Exercise requirements ▸
Each entry needs to appear again, retyped exactly as it is below.

Records ▸
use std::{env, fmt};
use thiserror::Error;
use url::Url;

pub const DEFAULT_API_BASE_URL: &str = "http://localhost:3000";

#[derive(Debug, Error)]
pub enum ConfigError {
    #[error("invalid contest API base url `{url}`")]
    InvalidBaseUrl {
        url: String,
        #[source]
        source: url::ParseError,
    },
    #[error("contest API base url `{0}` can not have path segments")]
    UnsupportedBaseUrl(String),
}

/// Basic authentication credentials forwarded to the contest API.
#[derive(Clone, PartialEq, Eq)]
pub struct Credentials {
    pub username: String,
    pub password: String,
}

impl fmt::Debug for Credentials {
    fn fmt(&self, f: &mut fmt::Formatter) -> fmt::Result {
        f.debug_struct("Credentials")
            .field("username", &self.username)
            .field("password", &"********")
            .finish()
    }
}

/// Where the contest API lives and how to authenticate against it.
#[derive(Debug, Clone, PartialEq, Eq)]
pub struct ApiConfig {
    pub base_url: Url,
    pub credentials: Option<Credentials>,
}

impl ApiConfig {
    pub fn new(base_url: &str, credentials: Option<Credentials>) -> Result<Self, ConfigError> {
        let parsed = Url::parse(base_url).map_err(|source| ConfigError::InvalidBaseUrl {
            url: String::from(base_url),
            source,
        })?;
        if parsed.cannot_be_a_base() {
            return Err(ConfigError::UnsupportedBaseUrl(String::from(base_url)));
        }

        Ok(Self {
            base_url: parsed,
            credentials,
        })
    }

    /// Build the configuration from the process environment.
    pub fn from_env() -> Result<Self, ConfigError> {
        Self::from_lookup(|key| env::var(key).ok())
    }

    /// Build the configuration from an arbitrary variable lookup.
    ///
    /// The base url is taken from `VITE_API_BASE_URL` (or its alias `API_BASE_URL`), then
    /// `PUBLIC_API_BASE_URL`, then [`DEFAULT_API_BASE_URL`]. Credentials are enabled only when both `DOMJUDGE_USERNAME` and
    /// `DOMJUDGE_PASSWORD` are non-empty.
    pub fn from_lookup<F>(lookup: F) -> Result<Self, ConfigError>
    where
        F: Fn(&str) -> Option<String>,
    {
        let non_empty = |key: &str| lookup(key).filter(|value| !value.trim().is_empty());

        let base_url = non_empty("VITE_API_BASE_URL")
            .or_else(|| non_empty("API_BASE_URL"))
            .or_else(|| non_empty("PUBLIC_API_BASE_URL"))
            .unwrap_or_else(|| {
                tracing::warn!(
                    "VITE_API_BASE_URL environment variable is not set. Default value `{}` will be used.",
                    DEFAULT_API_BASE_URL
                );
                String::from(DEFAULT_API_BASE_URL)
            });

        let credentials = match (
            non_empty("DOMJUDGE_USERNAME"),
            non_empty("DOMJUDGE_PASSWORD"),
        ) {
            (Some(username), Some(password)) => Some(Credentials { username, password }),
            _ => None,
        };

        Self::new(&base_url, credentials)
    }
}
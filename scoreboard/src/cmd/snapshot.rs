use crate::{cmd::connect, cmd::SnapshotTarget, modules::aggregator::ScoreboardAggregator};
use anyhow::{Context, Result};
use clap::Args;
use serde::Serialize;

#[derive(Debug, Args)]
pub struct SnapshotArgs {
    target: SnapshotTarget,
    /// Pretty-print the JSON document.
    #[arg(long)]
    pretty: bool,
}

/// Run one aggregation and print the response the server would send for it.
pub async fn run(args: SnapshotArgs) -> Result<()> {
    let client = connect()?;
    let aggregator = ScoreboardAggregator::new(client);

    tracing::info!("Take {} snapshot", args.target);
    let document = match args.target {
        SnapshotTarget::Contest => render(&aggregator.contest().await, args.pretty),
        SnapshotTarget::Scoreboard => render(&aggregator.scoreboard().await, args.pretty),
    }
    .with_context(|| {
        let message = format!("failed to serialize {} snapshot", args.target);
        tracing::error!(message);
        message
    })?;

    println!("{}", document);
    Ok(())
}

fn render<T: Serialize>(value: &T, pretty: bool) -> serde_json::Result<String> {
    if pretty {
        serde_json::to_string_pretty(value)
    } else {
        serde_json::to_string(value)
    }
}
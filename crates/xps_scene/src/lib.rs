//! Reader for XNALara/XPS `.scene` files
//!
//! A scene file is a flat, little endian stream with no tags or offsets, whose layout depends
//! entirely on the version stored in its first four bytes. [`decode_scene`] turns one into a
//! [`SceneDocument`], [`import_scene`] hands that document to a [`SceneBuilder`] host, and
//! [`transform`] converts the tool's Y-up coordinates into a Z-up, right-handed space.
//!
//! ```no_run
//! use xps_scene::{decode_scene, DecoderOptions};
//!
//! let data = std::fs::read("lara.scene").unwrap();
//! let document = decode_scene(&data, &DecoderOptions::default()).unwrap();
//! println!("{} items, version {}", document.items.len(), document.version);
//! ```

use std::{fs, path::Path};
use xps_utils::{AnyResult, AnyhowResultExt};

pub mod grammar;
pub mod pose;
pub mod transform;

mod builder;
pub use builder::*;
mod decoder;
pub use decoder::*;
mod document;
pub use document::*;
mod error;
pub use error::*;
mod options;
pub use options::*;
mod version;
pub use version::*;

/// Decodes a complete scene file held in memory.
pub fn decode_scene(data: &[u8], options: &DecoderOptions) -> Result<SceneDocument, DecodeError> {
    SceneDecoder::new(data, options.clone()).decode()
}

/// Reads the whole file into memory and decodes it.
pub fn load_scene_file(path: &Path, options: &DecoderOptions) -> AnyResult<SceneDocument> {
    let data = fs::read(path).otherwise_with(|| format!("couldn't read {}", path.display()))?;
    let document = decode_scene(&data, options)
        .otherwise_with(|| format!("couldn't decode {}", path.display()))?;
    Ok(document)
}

Written answer ▸
use std::{env, fmt};
use thiserror::Error;
use url::Url;

pub const DEFAULT_API_BASE_URL: &str = "http://localhost:3000";

#[derive(Debug, Error)]
pub enum ConfigError {
    #[error("invalid contest API base url `{url}`")]
    InvalidBaseUrl {
        url: String,
        #[source]
        source: url::ParseError,
    },
    #[error("contest API base url `{0}` can not have path segments")]
    UnsupportedBaseUrl(String),
}

/// Basic authentication credentials forwarded to the contest API.
#[derive(Clone, PartialEq, Eq)]
pub struct Credentials {
    pub username: String,
    pub password: String,
}

impl fmt::Debug for Credentials {
    fn fmt(&self, f: &mut fmt::Formatter) -> fmt::Result {
        f.debug_struct("Credentials")
            .field("username", &self.username)
            .field("password", &"********")
            .finish()
    }
}

/// Where the contest API lives and how to authenticate against it.
#[derive(Debug, Clone, PartialEq, Eq)]
pub struct ApiConfig {
    pub base_url: Url,
    pub credentials: Option<Credentials>,
}

impl ApiConfig {
    pub fn new(base_url: &str, credentials: Option<Credentials>) -> Result<Self, ConfigError> {
        let parsed = Url::parse(base_url).map_err(|source| ConfigError::InvalidBaseUrl {
            url: String::from(base_url),
            source,
        })?;
        if parsed.cannot_be_a_base() {
            return Err(ConfigError::UnsupportedBaseUrl(String::from(base_url)));
        }

        Ok(Self {
            base_url: parsed,
            credentials,
        })
    }

    /// Build the configuration from the process environment.
    pub fn from_env() -> Result<Self, ConfigError> {
        Self::from_lookup(|key| env::var(key).ok())
    }

    /// Build the configuration from an arbitrary variable lookup.
    ///
    /// The base url is taken from `VITE_API_BASE_URL` (or its alias `API_BASE_URL`), then
    /// `PUBLIC_API_BASE_URL`, then [`DEFAULT_API_BASE_URL`]. Credentials are enabled only when both `DOMJUDGE_USERNAME` and
    /// `DOMJUDGE_PASSWORD` are non-empty.
    pub fn from_lookup<F>(lookup: F) -> Result<Self, ConfigError>
    where
        F: Fn(&str) -> Option<String>,
    {
        let non_empty = |key: &str| lookup(key).filter(|value| !value.trim().is_empty());

        let base_url = non_empty("VITE_API_BASE_URL")
            .or_else(|| non_empty("API_BASE_URL"))
            .or_else(|| non_empty("PUBLIC_API_BASE_URL"))
            .unwrap_or_else(|| {
                tracing::warn!(
                    "VITE_API_BASE_URL environment variable is not set. Default value `{}` will be used.",
                    DEFAULT_API_BASE_URL
                );
                String::from(DEFAULT_API_BASE_URL)
            });

        let credentials = match (
            non_empty("DOMJUDGE_USERNAME"),
            non_empty("DOMJUDGE_PASSWORD"),
        ) {
            (Some(username), Some(password)) => Some(Credentials { username, password }),
            _ => None,
        };

        Self::new(&base_url, credentials)
    }
}
filename scoreboard/src/cmd/snapshot.rs
use crate::{cmd::connect, cmd::SnapshotTarget, modules::aggregator::ScoreboardAggregator};
use anyhow::{Context, Result};
use clap::Args;
use serde::Serialize;

#[derive(Debug, Args)]
pub struct SnapshotArgs {
    target: SnapshotTarget,
    /// Pretty-print the JSON document.
    #[arg(long)]
    pretty: bool,
}

/// Run one aggregation and print the response the server would send for it.
pub async fn run(args: SnapshotArgs) -> Result<()> {
    let client = connect()?;
    let aggregator = ScoreboardAggregator::new(client);

    tracing::info!("Take {} snapshot", args.target);
    let document = match args.target {
        SnapshotTarget::Contest => render(&aggregator.contest().await, args.pretty),
        SnapshotTarget::Scoreboard => render(&aggregator.scoreboard().await, args.pretty),
    }
    .with_context(|| {
        let message = format!("failed to serialize {} snapshot", args.target);
        tracing::error!(message);
        message
    })?;

    println!("{}", document);
    Ok(())
}

fn render<T: Serialize>(value: &T, pretty: bool) -> serde_json::Result<String> {
    if pretty {
        serde_json::to_string_pretty(value)
    } else {
        serde_json::to_string(value)
    }
}
filename crates/xps_scene/src/lib.rs
//! Reader for XNALara/XPS `.scene` files
//!
//! A scene file is a flat, little endian stream with no tags or offsets, whose layout depends
//! entirely on the version stored in its first four bytes. [`decode_scene`] turns one into a
//! [`SceneDocument`], [`import_scene`] hands that document to a [`SceneBuilder`] host, and
//! [`transform`] converts the tool's Y-up coordinates into a Z-up, right-handed space.
//!
//! ```no_run
//! use xps_scene::{decode_scene, DecoderOptions};
//!
//! let data = std::fs::read("lara.scene").unwrap();
//! let document = decode_scene(&data, &DecoderOptions::default()).unwrap();
//! println!("{} items, version {}", document.items.len(), document.version);
//! ```

use std::{fs, path::Path};
use xps_utils::{AnyResult, AnyhowResultExt};

pub mod grammar;
pub mod pose;
pub mod transform;

mod builder;
pub use builder::*;
mod decoder;
pub use decoder::*;
mod document;
pub use document::*;
mod error;
pub use error::*;
mod options;
pub use options::*;
mod version;
pub use version::*;

/// Decodes a complete scene file held in memory.
pub fn decode_scene(data: &[u8], options: &DecoderOptions) -> Result<SceneDocument, DecodeError> {
    SceneDecoder::new(data, options.clone()).decode()
}

/// Reads the whole file into memory and decodes it.
pub fn load_scene_file(path: &Path, options: &DecoderOptions) -> AnyResult<SceneDocument> {
    let data = fs::read(path).otherwise_with(|| format!("couldn't read {}", path.display()))?;
    let document = decode_scene(&data, options)
        .otherwise_with(|| format!("couldn't decode {}", path.display()))?;
    Ok(document)
}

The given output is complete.